WORK ITEM: Beginning with the line that holds "filename crates/infra-http/src/jobs.rs" in the data below, give again every line through the one that holds "status_url(self.transport.ec3_base(), job_id, status_locator)?;", exactly as written.

SUPPLIED MATERIAL:
<<<<
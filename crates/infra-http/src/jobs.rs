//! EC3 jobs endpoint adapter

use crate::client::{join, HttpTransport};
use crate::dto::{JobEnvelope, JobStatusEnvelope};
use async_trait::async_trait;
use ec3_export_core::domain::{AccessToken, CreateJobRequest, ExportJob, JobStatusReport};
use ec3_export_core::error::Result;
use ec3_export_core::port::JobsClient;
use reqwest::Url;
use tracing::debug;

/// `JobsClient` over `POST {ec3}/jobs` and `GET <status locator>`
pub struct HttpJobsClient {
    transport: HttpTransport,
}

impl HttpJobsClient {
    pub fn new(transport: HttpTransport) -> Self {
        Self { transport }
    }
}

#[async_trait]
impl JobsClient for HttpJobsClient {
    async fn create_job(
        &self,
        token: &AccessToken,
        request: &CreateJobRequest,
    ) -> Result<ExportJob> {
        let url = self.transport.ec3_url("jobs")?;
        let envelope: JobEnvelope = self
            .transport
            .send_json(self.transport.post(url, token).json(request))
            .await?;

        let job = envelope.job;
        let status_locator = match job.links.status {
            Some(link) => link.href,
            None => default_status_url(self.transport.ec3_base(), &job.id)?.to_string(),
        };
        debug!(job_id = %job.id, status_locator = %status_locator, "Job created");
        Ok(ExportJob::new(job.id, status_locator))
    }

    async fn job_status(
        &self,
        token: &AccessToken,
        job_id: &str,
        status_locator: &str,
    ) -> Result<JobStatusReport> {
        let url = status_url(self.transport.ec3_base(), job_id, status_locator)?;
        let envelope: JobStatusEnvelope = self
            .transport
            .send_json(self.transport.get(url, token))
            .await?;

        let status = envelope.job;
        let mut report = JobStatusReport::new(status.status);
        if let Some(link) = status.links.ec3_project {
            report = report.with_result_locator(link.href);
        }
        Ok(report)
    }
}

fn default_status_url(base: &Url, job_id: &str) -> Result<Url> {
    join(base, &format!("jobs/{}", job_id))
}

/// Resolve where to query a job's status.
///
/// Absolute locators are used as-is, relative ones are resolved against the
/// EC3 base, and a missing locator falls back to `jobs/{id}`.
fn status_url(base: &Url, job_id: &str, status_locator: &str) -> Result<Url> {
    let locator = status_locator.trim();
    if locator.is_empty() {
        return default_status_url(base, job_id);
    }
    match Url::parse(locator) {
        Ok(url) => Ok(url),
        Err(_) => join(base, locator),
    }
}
>>>>
<<<<
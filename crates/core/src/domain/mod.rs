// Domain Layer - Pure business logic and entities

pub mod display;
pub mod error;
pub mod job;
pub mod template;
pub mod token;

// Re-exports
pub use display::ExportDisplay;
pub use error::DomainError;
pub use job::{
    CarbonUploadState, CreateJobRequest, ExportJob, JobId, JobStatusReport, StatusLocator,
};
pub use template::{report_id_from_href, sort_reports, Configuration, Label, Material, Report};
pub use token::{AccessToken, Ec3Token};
>>>>
RESPONSE TO THE TASK:
filename crates/infra-http/src/jobs.rs
//! EC3 jobs endpoint adapter

use crate::client::{join, HttpTransport};
use crate::dto::{JobEnvelope, JobStatusEnvelope};
use async_trait::async_trait;
use ec3_export_core::domain::{AccessToken, CreateJobRequest, ExportJob, JobStatusReport};
use ec3_export_core::error::Result;
use ec3_export_core::port::JobsClient;
use reqwest::Url;
use tracing::debug;

/// `JobsClient` over `POST {ec3}/jobs` and `GET <status locator>`
pub struct HttpJobsClient {
    transport: HttpTransport,
}

impl HttpJobsClient {
    pub fn new(transport: HttpTransport) -> Self {
        Self { transport }
    }
}

#[async_trait]
impl JobsClient for HttpJobsClient {
    async fn create_job(
        &self,
        token: &AccessToken,
        request: &CreateJobRequest,
    ) -> Result<ExportJob> {
        let url = self.transport.ec3_url("jobs")?;
        let envelope: JobEnvelope = self
            .transport
            .send_json(self.transport.post(url, token).json(request))
            .await?;

        let job = envelope.job;
        let status_locator = match job.links.status {
            Some(link) => link.href,
            None => default_status_url(self.transport.ec3_base(), &job.id)?.to_string(),
        };
        debug!(job_id = %job.id, status_locator = %status_locator, "Job created");
        Ok(ExportJob::new(job.id, status_locator))
    }

    async fn job_status(
        &self,
        token: &AccessToken,
        job_id: &str,
        status_locator: &str,
    ) -> Result<JobStatusReport> {
        let url = status_url(self.transport.ec3_base(), job_id, status_locator)?;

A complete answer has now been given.